Preventive Effect of Long-Term GH Therapy on Cardiovascular Risk Factors in Patients with GH Deficiency

Abstract

GH has some influence on cardiovascular risk factors. The effects of long-term GH replacement therapy on hemostatic and lipid parameters were examined in pediatric patients with GH deficiency. Hemostatic markers (fibrinogen, D-dimer, TAT, tPA-PAI, and PIC) and lipid parameters (total cholesterol, HDL-cholesterol, LDL-cholesterol, and Lp (a)) were evaluated in 30 pediatric patients before and during GH therapy. They were treated with recombinant GH (0.5 I.U. /kg/week) for 2.4±0.5 years. Eight patients had complete GH deficiency (aged 10.6±3.3 years; 5 males and 3 females), including 4 with craniopharyngioma (13.7±5.4 years; 2 males and 2 females), and 22 had partial GH deficiency (10.6±3.3 years; 11 males and 11 females). Statistical analysis was done with the Mann-Whitney nonparametric rank sum test. Plasma D-dimer (p<0.01) and fibrinogen (p<0.01) decreased after 2.4±0.5 years of GH treatment.
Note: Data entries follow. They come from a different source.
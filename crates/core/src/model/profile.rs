/// The learner greeted by the dashboard.
#[derive(Debug, Clone, PartialEq, Eq)]
pub struct LearnerProfile {
    name: String,
    avatar_initials: String,
}

impl LearnerProfile {
    #[must_use]
    pub fn new(name: impl Into<String>, avatar_initials: impl Into<String>) -> Self {
        Self {
            name: name.into(),
            avatar_initials: avatar_initials.into(),
        }
    }

    #[must_use]
    pub fn name(&self) -> &str {
        &self.name
    }

    #[must_use]
    pub fn avatar_initials(&self) -> &str {
        &self.avatar_initials
    }
}
use std::time::Duration;

use learnify_core::fact::{EMPTY_FACT_MESSAGE, FACT_SYSTEM_INSTRUCTION, FAILED_FACT_MESSAGE};
use learnify_core::model::{Topic, TopicIcon};
use learnify_core::{FactOutcome, FactSession};
use serde_json::json;
use services::{FactError, FactService, FactServiceConfig};
use wiremock::matchers::{body_partial_json, header, method, path};
use wiremock::{Mock, MockServer, ResponseTemplate};

const MODEL: &str = "gemini-test";
const ENDPOINT: &str = "/models/gemini-test:generateContent";

fn topic() -> Topic {
    Topic::new(
        "Animal Kingdom",
        "Discover amazing animals and their homes.",
        TopicIcon::Animal,
        "bg-amber-100",
        "dark:bg-amber-900/50",
    )
    .unwrap()
}

fn service_for(server: &MockServer) -> FactService {
    let mut config = FactServiceConfig::new("test-key");
    config.base_url = server.uri();
    config.model = MODEL.into();
    config.timeout = Duration::from_secs(5);
    FactService::new(Some(config))
}

fn fact_body(text: &str) -> serde_json::Value {
    json!({ "candidates": [{ "content": { "parts": [{ "text": text }] } }] })
}

/// Drive a modal session through one generate cycle against `service`.
async fn run_generate(service: &FactService) -> FactSession {
    let mut session = FactSession::new();
    session.select(topic());
    let request = session.begin_generate().expect("generate allowed");
    let outcome = service.fetch_outcome(&request.topic).await;
    assert!(session.complete(request.ticket, outcome));
    session
}

#[tokio::test]
async fn success_sets_content_to_fact_text() {
    let server = MockServer::start().await;
    Mock::given(method("POST"))
        .and(path(ENDPOINT))
        .and(header("x-goog-api-key", "test-key"))
        .and(body_partial_json(json!({
            "contents": [{ "parts": [{ "text": "Tell me a fun fact about Animal Kingdom." }] }],
            "systemInstruction": { "parts": [{ "text": FACT_SYSTEM_INSTRUCTION }] },
        })))
        .respond_with(ResponseTemplate::new(200).set_body_json(fact_body("Octopuses have three hearts.")))
        .expect(1)
        .mount(&server)
        .await;

    let session = run_generate(&service_for(&server)).await;
    assert_eq!(session.content(), "Octopuses have three hearts.");
    assert!(!session.is_loading());
}

#[tokio::test]
async fn empty_candidates_use_empty_fallback() {
    let server = MockServer::start().await;
    Mock::given(method("POST"))
        .and(path(ENDPOINT))
        .respond_with(ResponseTemplate::new(200).set_body_json(json!({ "candidates": [] })))
        .mount(&server)
        .await;

    let service = service_for(&server);
    let err = service.generate(&topic()).await.unwrap_err();
    assert!(matches!(err, FactError::EmptyResponse));

    let session = run_generate(&service).await;
    assert_eq!(session.content(), EMPTY_FACT_MESSAGE);
}

#[tokio::test]
async fn server_error_uses_failure_fallback() {
    let server = MockServer::start().await;
    Mock::given(method("POST"))
        .and(path(ENDPOINT))
        .respond_with(ResponseTemplate::new(500))
        .expect(1)
        .mount(&server)
        .await;

    let service = service_for(&server);
    let session = run_generate(&service).await;
    assert_eq!(session.content(), FAILED_FACT_MESSAGE);
    assert!(!session.is_loading());
}

#[tokio::test]
async fn status_error_is_reported_without_retry() {
    let server = MockServer::start().await;
    Mock::given(method("POST"))
        .and(path(ENDPOINT))
        .respond_with(ResponseTemplate::new(503))
        .expect(1)
        .mount(&server)
        .await;

    let err = service_for(&server).generate(&topic()).await.unwrap_err();
    assert!(matches!(err, FactError::HttpStatus(status) if status.as_u16() == 503));
}

#[tokio::test]
async fn malformed_body_uses_failure_fallback() {
    let server = MockServer::start().await;
    Mock::given(method("POST"))
        .and(path(ENDPOINT))
        .respond_with(ResponseTemplate::new(200).set_body_string("<html>not json</html>"))
        .mount(&server)
        .await;

    let service = service_for(&server);
    let err = service.generate(&topic()).await.unwrap_err();
    assert!(matches!(err, FactError::InvalidBody(_)));
    assert_eq!(service.fetch_outcome(&topic()).await, FactOutcome::Failed);
}

#[tokio::test]
async fn differently_shaped_body_uses_empty_fallback() {
    let server = MockServer::start().await;
    Mock::given(method("POST"))
        .and(path(ENDPOINT))
        .respond_with(
            ResponseTemplate::new(200).set_body_json(json!({ "candidates": [{ "output": "hi" }] })),
        )
        .mount(&server)
        .await;

    let session = run_generate(&service_for(&server)).await;
    assert_eq!(session.content(), EMPTY_FACT_MESSAGE);
}

#[tokio::test]
async fn slow_response_times_out_as_failure() {
    let server = MockServer::start().await;
    Mock::given(method("POST"))
        .and(path(ENDPOINT))
        .respond_with(
            ResponseTemplate::new(200)
                .set_body_json(fact_body("too late"))
                .set_delay(Duration::from_millis(500)),
        )
        .mount(&server)
        .await;

    let mut config = FactServiceConfig::new("test-key");
    config.base_url = server.uri();
    config.model = MODEL.into();
    config.timeout = Duration::from_millis(50);
    let service = FactService::new(Some(config));

    let err = service.generate(&topic()).await.unwrap_err();
    assert!(matches!(err, FactError::Timeout), "unexpected error: {err:?}");
    assert_eq!(service.fetch_outcome(&topic()).await, FactOutcome::Failed);
}

#[tokio::test]
async fn unreachable_host_uses_failure_fallback() {
    let mut config = FactServiceConfig::new("test-key");
    config.base_url = "http://127.0.0.1:9".into();
    config.timeout = Duration::from_secs(2);
    let service = FactService::new(Some(config));

    let session = run_generate(&service).await;
    assert_eq!(session.content(), FAILED_FACT_MESSAGE);
}

#[tokio::test]
async fn transport_errors_do_not_carry_the_api_key() {
    let mut config = FactServiceConfig::new("SECRET-API-KEY");
    config.base_url = "http://127.0.0.1:9".into();
    config.timeout = Duration::from_secs(2);
    let service = FactService::new(Some(config));

    let err = service.generate(&topic()).await.unwrap_err();
    let logged = format!("{err} {err:?}");
    assert!(!logged.contains("SECRET-API-KEY"), "key leaked: {logged}");
}

#[tokio::test]
async fn api_key_is_not_sent_in_the_url() {
    let server = MockServer::start().await;
    Mock::given(method("POST"))
        .and(path(ENDPOINT))
        .respond_with(ResponseTemplate::new(500))
        .mount(&server)
        .await;

    let err = service_for(&server).generate(&topic()).await.unwrap_err();
    assert!(!format!("{err} {err:?}").contains("test-key"));

    let requests = server.received_requests().await.expect("recording enabled");
    assert_eq!(requests.len(), 1);
    assert_eq!(requests[0].url.query(), None);
}

#[tokio::test]
async fn response_after_close_is_discarded() {
    let server = MockServer::start().await;
    Mock::given(method("POST"))
        .and(path(ENDPOINT))
        .respond_with(ResponseTemplate::new(200).set_body_json(fact_body("Bees dance.")))
        .mount(&server)
        .await;
    let service = service_for(&server);

    let mut session = FactSession::new();
    session.select(topic());
    let request = session.begin_generate().unwrap();
    session.close();

    let outcome = service.fetch_outcome(&request.topic).await;
    assert_eq!(outcome, FactOutcome::Fact("Bees dance.".into()));
    assert!(!session.complete(request.ticket, outcome));
    assert!(!session.is_open());
    assert_eq!(session.content(), "");
}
There were no significant changes in total cholesterol, triglycerides, or HDL-and LDL-cholesterol, but there was an increase in lipoprotein (a) (p<0.02) and insulin (p<0.02). The free T₃ (p<0.0003) and TSH (p<0.003) levels decreased, but there was no effect on free T₄or the body mass index. Decreased hemostatic activity is a beneficial effect of GH on cardiovascular risk factors. Ceasing GH therapy by 20 years of age on completion of growth might lead to the onset of cardiovascular disease in adult life, so continuing GH therapy beyond this age may be necessary.